Un VPN classique est en étoile (hub-and-spoke) : tout le trafic remonte vers une passerelle centrale, qui devient goulot d'étranglement et point de défaillance unique. Un VPN mesh établit des liens directs de pair à pair entre les machines : le trafic prend le chemin le plus court, la latence chute et il n'y a plus de concentrateur unique à saturer.
Quelle différence concrète avec un VPN d'entreprise traditionnel ?
Au-delà de la topologie, VIGIL-MESH se comporte comme un vrai LAN : le broadcast et le multicast IP traversent le mesh chiffré, si bien que la découverte d'appareils fonctionne d'un site à l'autre. Un VPN d'entreprise classique achemine surtout du point-à-point de niveau applicatif et laisse tomber ce trafic de diffusion.
Est-ce un produit pour les entreprises ou pour les particuliers ?
VIGIL-MESH s'adresse d'abord aux organisations qui doivent relier des sites, des machines et des services — industrie, robotique, chantiers, flottes d'appareils.

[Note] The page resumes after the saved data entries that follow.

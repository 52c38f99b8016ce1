use std::sync::Arc;

use chrono::{Local, NaiveDate};

use crate::config::StoreBackend;
use crate::dates::{format_mmdd, format_yyyymmdd, parse_date_or};

use super::error::ClientRuleError;
use super::store::{ClientRuleStore, default_rules};
use super::types::{
    AddOutcome, AvailableClients, CUSTOM_CLIENT_KEY, ClientListing, ClientRuleDraft,
    DEFAULT_SUFFIX_RULE, DeleteOutcome, GeneratedPassword, InsertOutcome, UpdateOutcome,
};

/// Password derivation and rule management on top of whichever store the
/// process was started with. Cheap to clone; clones share the store.
#[derive(Clone)]
pub struct ClientRuleService {
    store: Arc<dyn ClientRuleStore>,
}

impl ClientRuleService {
    pub fn new(store: Arc<dyn ClientRuleStore>) -> Self {
        Self { store }
    }

    pub fn backend(&self) -> StoreBackend {
        self.store.backend()
    }

    pub async fn health_check(&self) -> Result<(), ClientRuleError> {
        self.store.health_check().await
    }

    /// Stored rules in backend order followed by the custom entry.
    pub async fn list_available(&self) -> Result<Vec<ClientListing>, ClientRuleError> {
        let rules = self.store.list().await?;
        Ok(with_custom_entry(rules.iter().map(ClientListing::from_rule)))
    }

    /// Like [`list_available`](Self::list_available), but shows the built-in
    /// defaults when the backend cannot be read. Nothing is written.
    pub async fn list_available_or_defaults(&self) -> Result<AvailableClients, ClientRuleError> {
        match self.list_available().await {
            Ok(clients) => Ok(AvailableClients {
                clients,
                fallback: false,
            }),
            Err(
                err @ (ClientRuleError::BackendUnavailable(_) | ClientRuleError::CorruptStore(_)),
            ) => {
                tracing::warn!(error = %err, backend = self.backend().as_str(), "listing built-in client rules");
                Ok(AvailableClients {
                    clients: with_custom_entry(default_rules().iter().map(ClientListing::from_rule)),
                    fallback: true,
                })
            }
            Err(err) => Err(err),
        }
    }

    /// `prefix` followed by the zero-padded month and day.
    pub async fn derive_fixed(&self, key: &str, date: NaiveDate) -> Result<String, ClientRuleError> {
        let rule = self
            .store
            .get(key)
            .await?
            .ok_or_else(|| ClientRuleError::RuleNotFound(key.to_string()))?;
        Ok(format!("{}{}", rule.prefix, format_mmdd(date)))
    }

    /// Route a generate request: custom text for the sentinel key, the stored
    /// rule otherwise. Fixed rules default to today; custom text only gets a
    /// date suffix when one is supplied.
    pub async fn generate(
        &self,
        client_key: &str,
        raw_date: Option<&str>,
        custom_input: Option<&str>,
    ) -> Result<GeneratedPassword, ClientRuleError> {
        self.generate_on(client_key, raw_date, custom_input, Local::now().date_naive())
            .await
    }

    pub async fn generate_on(
        &self,
        client_key: &str,
        raw_date: Option<&str>,
        custom_input: Option<&str>,
        today: NaiveDate,
    ) -> Result<GeneratedPassword, ClientRuleError> {
        let client_key = client_key.trim();
        if client_key.is_empty() {
            return Err(ClientRuleError::InvalidInput(
                "Select a client.".to_string(),
            ));
        }

        if client_key == CUSTOM_CLIENT_KEY {
            let date = match raw_date.map(str::trim) {
                None | Some("") => None,
                Some(raw) => Some(parse_date_or(Some(raw), today)?),
            };
            let password = derive_custom(custom_input.unwrap_or_default(), date)?;
            return Ok(GeneratedPassword { password, date });
        }

        let date = parse_date_or(raw_date, today)?;
        let password = self.derive_fixed(client_key, date).await?;
        Ok(GeneratedPassword {
            password,
            date: Some(date),
        })
    }

    /// Create a rule. A name or prefix that already exists is not an error:
    /// the existing rule comes back with `created = false`.
    pub async fn add(
        &self,
        name: &str,
        prefix: &str,
        suffix_rule: Option<&str>,
    ) -> Result<AddOutcome, ClientRuleError> {
        let draft = validate_draft(name, prefix, suffix_rule)?;

        match self.store.insert(draft).await? {
            InsertOutcome::Created(rule) => {
                tracing::info!(key = %rule.key, name = %rule.name, "client rule created");
                let message = format!("{} was added.", rule.name);
                Ok(AddOutcome {
                    created: true,
                    rule: Some(rule),
                    message,
                })
            }
            InsertOutcome::Conflict(conflict) => {
                tracing::warn!(
                    field = ?conflict.field,
                    existing_key = %conflict.existing.key,
                    "client rule already registered"
                );
                Ok(AddOutcome {
                    created: false,
                    message: conflict.message(),
                    rule: Some(conflict.existing),
                })
            }
        }
    }

    pub async fn update(
        &self,
        key: &str,
        name: &str,
        prefix: &str,
        suffix_rule: Option<&str>,
    ) -> Result<UpdateOutcome, ClientRuleError> {
        let key = key.trim();
        if key.is_empty() {
            return Err(ClientRuleError::InvalidInput(
                "Select the client to update.".to_string(),
            ));
        }
        let draft = validate_draft(name, prefix, suffix_rule)?;

        let rule = self.store.update(key, draft).await?;
        tracing::info!(key = %rule.key, name = %rule.name, "client rule updated");
        let message = format!("{} was updated.", rule.name);
        Ok(UpdateOutcome {
            updated: true,
            rule,
            message,
        })
    }

    pub async fn delete(&self, key: &str) -> Result<DeleteOutcome, ClientRuleError> {
        let key = key.trim();
        if key.is_empty() {
            return Err(ClientRuleError::InvalidInput(
                "Select the client to delete.".to_string(),
            ));
        }
        if key == CUSTOM_CLIENT_KEY {
            return Err(ClientRuleError::ImmutableRule(
                "Custom cannot be deleted.".to_string(),
            ));
        }

        let rule = self.store.remove(key).await?;
        tracing::info!(key = %rule.key, name = %rule.name, "client rule deleted");
        let message = format!("{} was deleted.", rule.name);
        Ok(DeleteOutcome {
            deleted: true,
            rule,
            message,
        })
    }
}

/// Trimmed free text, optionally followed by the full `YYYYMMDD` date.
pub fn derive_custom(free_text: &str, date: Option<NaiveDate>) -> Result<String, ClientRuleError> {
    let text = free_text.trim();
    if text.is_empty() {
        return Err(ClientRuleError::InvalidInput(
            "Enter the free-form text.".to_string(),
        ));
    }

    Ok(match date {
        Some(date) => format!("{text}{}", format_yyyymmdd(date)),
        None => text.to_string(),
    })
}

fn validate_draft(
    name: &str,
    prefix: &str,
    suffix_rule: Option<&str>,
) -> Result<ClientRuleDraft, ClientRuleError> {
    let name = name.trim();
    if name.is_empty() {
        return Err(ClientRuleError::InvalidInput(
            "Enter a client name.".to_string(),
        ));
    }
    let prefix = prefix.trim();
    if prefix.is_empty() {
        return Err(ClientRuleError::InvalidInput(
            "Enter a prefix.".to_string(),
        ));
    }
    let suffix_rule = suffix_rule
        .map(str::trim)
        .filter(|value| !value.is_empty())
        .unwrap_or(DEFAULT_SUFFIX_RULE);

    Ok(ClientRuleDraft {
        name: name.to_string(),
        prefix: prefix.to_string(),
        suffix_rule: suffix_rule.to_string(),
    })
}

fn with_custom_entry(listings: impl Iterator<Item = ClientListing>) -> Vec<ClientListing> {
    let mut clients: Vec<ClientListing> = listings.collect();
    clients.push(ClientListing::custom());
    clients
}
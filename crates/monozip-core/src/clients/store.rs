use std::collections::HashSet;
use std::sync::Arc;

use async_trait::async_trait;
use thiserror::Error;

use crate::config::{Config, StoreBackend};
use crate::db::{Database, DbError};
use crate::migrations::{MigrationError, run_migrations};

use super::error::ClientRuleError;
use super::file_store::JsonFileClientRuleStore;
use super::sql_store::SqlClientRuleStore;
use super::types::{
    ClientRule, ClientRuleDraft, ConflictField, DEFAULT_SUFFIX_RULE, InsertOutcome, RuleConflict,
};

/// Base used when neither the name nor the prefix has any alphanumeric characters.
pub const FALLBACK_KEY_BASE: &str = "client";

/// Persistence for client rules. Every method returns owned copies; callers
/// can mutate what they receive without touching stored state.
#[async_trait]
pub trait ClientRuleStore: Send + Sync {
    fn backend(&self) -> StoreBackend;

    /// All rules in backend order.
    async fn list(&self) -> Result<Vec<ClientRule>, ClientRuleError>;

    async fn get(&self, key: &str) -> Result<Option<ClientRule>, ClientRuleError>;

    /// Insert unless the name or prefix already exists (case-insensitive), in
    /// which case the colliding rule is reported and nothing is written.
    async fn insert(&self, draft: ClientRuleDraft) -> Result<InsertOutcome, ClientRuleError>;

    /// Replace the fields of `key`. Fails with `RuleNotFound` or, when another
    /// record already uses the name or prefix, `DuplicateRule`.
    async fn update(&self, key: &str, draft: ClientRuleDraft)
    -> Result<ClientRule, ClientRuleError>;

    /// Remove `key`, returning the removed rule.
    async fn remove(&self, key: &str) -> Result<ClientRule, ClientRuleError>;

    async fn health_check(&self) -> Result<(), ClientRuleError> {
        self.list().await.map(|_| ())
    }
}

/// Rules seeded into a fresh JSON store and shown when the backend is down.
pub fn default_rules() -> Vec<ClientRule> {
    [("am", "AMさま", "AMS_KTC"), ("af", "AFさま", "KTC_SSP")]
        .into_iter()
        .map(|(key, name, prefix)| ClientRule {
            key: key.to_string(),
            name: name.to_string(),
            prefix: prefix.to_string(),
            suffix_rule: DEFAULT_SUFFIX_RULE.to_string(),
        })
        .collect()
}

/// Case-insensitive comparison key for names and prefixes (full Unicode lowercase).
pub fn fold_case(value: &str) -> String {
    value.to_lowercase()
}

/// Find the first rule whose name or prefix collides with the draft, ignoring
/// `exclude_key`. Name collisions win over prefix collisions.
pub fn find_conflict(
    rules: &[ClientRule],
    draft: &ClientRuleDraft,
    exclude_key: Option<&str>,
) -> Option<RuleConflict> {
    let name = fold_case(&draft.name);
    let prefix = fold_case(&draft.prefix);
    let candidates = || {
        rules
            .iter()
            .filter(move |rule| Some(rule.key.as_str()) != exclude_key)
    };

    if let Some(existing) = candidates().find(|rule| fold_case(&rule.name) == name) {
        return Some(RuleConflict {
            field: ConflictField::Name,
            value: draft.name.clone(),
            existing: existing.clone(),
        });
    }

    candidates()
        .find(|rule| fold_case(&rule.prefix) == prefix)
        .map(|existing| RuleConflict {
            field: ConflictField::Prefix,
            value: draft.prefix.clone(),
            existing: existing.clone(),
        })
}

/// Derive a stable key from the name (then prefix, then a fixed base) by
/// keeping lowercase alphanumerics, appending 2, 3, ... until unused.
pub fn generate_key(name: &str, prefix: &str, existing: &HashSet<String>) -> String {
    let base = [name, prefix]
        .into_iter()
        .map(alphanumeric_lowercase)
        .find(|candidate| !candidate.is_empty())
        .unwrap_or_else(|| FALLBACK_KEY_BASE.to_string());

    let mut candidate = base.clone();
    let mut counter = 1u64;
    while existing.contains(&candidate) {
        counter += 1;
        candidate = format!("{base}{counter}");
    }
    candidate
}

fn alphanumeric_lowercase(value: &str) -> String {
    value
        .chars()
        .flat_map(char::to_lowercase)
        .filter(|ch| ch.is_alphanumeric())
        .collect()
}

#[derive(Debug, Error)]
pub enum StoreSetupError {
    #[error("database error: {0}")]
    Database(#[from] DbError),
    #[error("migration error: {0}")]
    Migration(#[from] MigrationError),
}

/// Construct the configured backend. The choice holds for the life of the process.
pub async fn open_store(config: &Config) -> Result<Arc<dyn ClientRuleStore>, StoreSetupError> {
    match config.store.backend {
        StoreBackend::Database => {
            let db = Database::new(&config.paths.database).await?;
            run_migrations(&db).await?;
            tracing::info!(
                remote = db.is_remote(),
                "client rules stored in database"
            );
            Ok(Arc::new(SqlClientRuleStore::new(db)))
        }
        StoreBackend::File => {
            tracing::info!(
                path = %config.paths.clients_file.display(),
                "client rules stored in JSON file"
            );
            Ok(Arc::new(JsonFileClientRuleStore::new(
                config.paths.clients_file.clone(),
            )))
        }
    }
}
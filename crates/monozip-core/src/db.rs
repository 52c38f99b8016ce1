use std::{env, path::Path, sync::Arc};

use libsql::{Builder, Connection, Database as LibSqlDatabase};
use thiserror::Error;

/// Shared handle to the libsql database that backs the SQL client rule store.
///
/// The location can be a local file, `:memory:`, or a remote `libsql://` /
/// `http(s)://` URL. Remote databases authenticate with `LIBSQL_AUTH_TOKEN`.
#[derive(Clone)]
pub struct Database {
    inner: Arc<LibSqlDatabase>,
    remote: bool,
}

#[derive(Error, Debug)]
pub enum DbError {
    #[error("failed to build database: {0}")]
    Build(libsql::Error),
    #[error("failed to open connection: {0}")]
    Connect(libsql::Error),
    #[error("failed to execute statement: {0}")]
    Statement(libsql::Error),
    #[error("missing required LIBSQL_AUTH_TOKEN for remote database")]
    MissingAuthToken,
    #[error("failed to create database directory {path}: {source}")]
    CreateDir {
        path: String,
        source: std::io::Error,
    },
}

impl Database {
    pub async fn new(location: &Path) -> Result<Self, DbError> {
        let location = location.to_string_lossy();
        let remote = is_remote(&location);
        let inner = if remote {
            let auth_token = env::var("LIBSQL_AUTH_TOKEN")
                .ok()
                .filter(|token| !token.is_empty())
                .ok_or(DbError::MissingAuthToken)?;

            Builder::new_remote(location.to_string(), auth_token)
                .build()
                .await
        } else {
            if let Some(parent) = Path::new(location.as_ref()).parent() {
                if !parent.as_os_str().is_empty() && !parent.exists() {
                    // libsql will not create missing directories for a local file.
                    std::fs::create_dir_all(parent).map_err(|source| DbError::CreateDir {
                        path: parent.display().to_string(),
                        source,
                    })?;
                }
            }
            Builder::new_local(location.to_string()).build().await
        }
        .map_err(DbError::Build)?;

        Ok(Self {
            inner: Arc::new(inner),
            remote,
        })
    }

    pub async fn connection(&self) -> Result<Connection, DbError> {
        self.inner.connect().map_err(DbError::Connect)
    }

    pub async fn health_check(&self) -> Result<(), DbError> {
        let conn = self.connection().await?;
        let mut rows = conn
            .query("SELECT 1", ())
            .await
            .map_err(DbError::Statement)?;
        let _ = rows.next().await.map_err(DbError::Statement)?;
        Ok(())
    }

    pub fn is_remote(&self) -> bool {
        self.remote
    }
}

fn is_remote(location: &str) -> bool {
    location.starts_with("libsql://")
        || location.starts_with("http://")
        || location.starts_with("https://")
}

#[cfg(test)]
mod tests {
    use super::*;
    use once_cell::sync::Lazy;
    use std::sync::Mutex;
    use tempfile::TempDir;

    static ENV_LOCK: Lazy<Mutex<()>> = Lazy::new(|| Mutex::new(()));

    #[tokio::test]
    async fn local_database_creates_missing_parent_directory() {
        let dir = TempDir::new().expect("temp dir");
        let db_path = dir.path().join("nested/state/monozip.sqlite");

        let db = Database::new(&db_path).await.expect("create db");
        assert!(!db.is_remote());
        db.health_check().await.expect("health check passes");
        assert!(db_path.parent().expect("parent").exists());
    }

    #[tokio::test]
    async fn unusable_parent_directory_is_reported() {
        let dir = TempDir::new().expect("temp dir");
        let blocker = dir.path().join("blocker");
        std::fs::write(&blocker, "file").expect("write");

        match Database::new(&blocker.join("state/monozip.sqlite")).await {
            Err(DbError::CreateDir { path, .. }) => assert!(path.ends_with("state"), "{path}"),
            Err(other) => panic!("unexpected error: {other}"),
            Ok(_) => panic!("directory under a regular file should fail"),
        }
    }

    #[tokio::test]
    async fn in_memory_database_is_healthy() {
        let db = Database::new(Path::new(":memory:")).await.expect("db");
        db.health_check().await.expect("health check passes");
    }

    #[tokio::test]
    async fn remote_missing_auth_token_errors() {
        let _guard = ENV_LOCK.lock().expect("lock env");
        unsafe { env::remove_var("LIBSQL_AUTH_TOKEN") };
        let result = Database::new(Path::new("libsql://example.com/db")).await;
        match result {
            Ok(_) => panic!("remote db should require auth token"),
            Err(DbError::MissingAuthToken) => {}
            Err(other) => panic!("unexpected error: {other}"),
        }
    }

    #[test]
    fn detects_remote_locations() {
        assert!(is_remote("libsql://db.example.com"));
        assert!(is_remote("https://db.example.com"));
        assert!(!is_remote("/var/lib/monozip/monozip.db"));
        assert!(!is_remote(":memory:"));
    }
}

Mais le client se télécharge librement et un particulier peut parfaitement relier ses propres machines. Le service se souscrit par espace de travail (workspace).
Ai-je besoin d'ouvrir des ports pour l'utiliser ?
Pour un nœud ordinaire, non : aucun port entrant n'est à ouvrir, le client sort toujours en connexion sortante. Seule une vigie (le relais) a besoin de ports entrants publics, car son rôle est justement d'être joignable pour relayer et coordonner la traversée du NAT.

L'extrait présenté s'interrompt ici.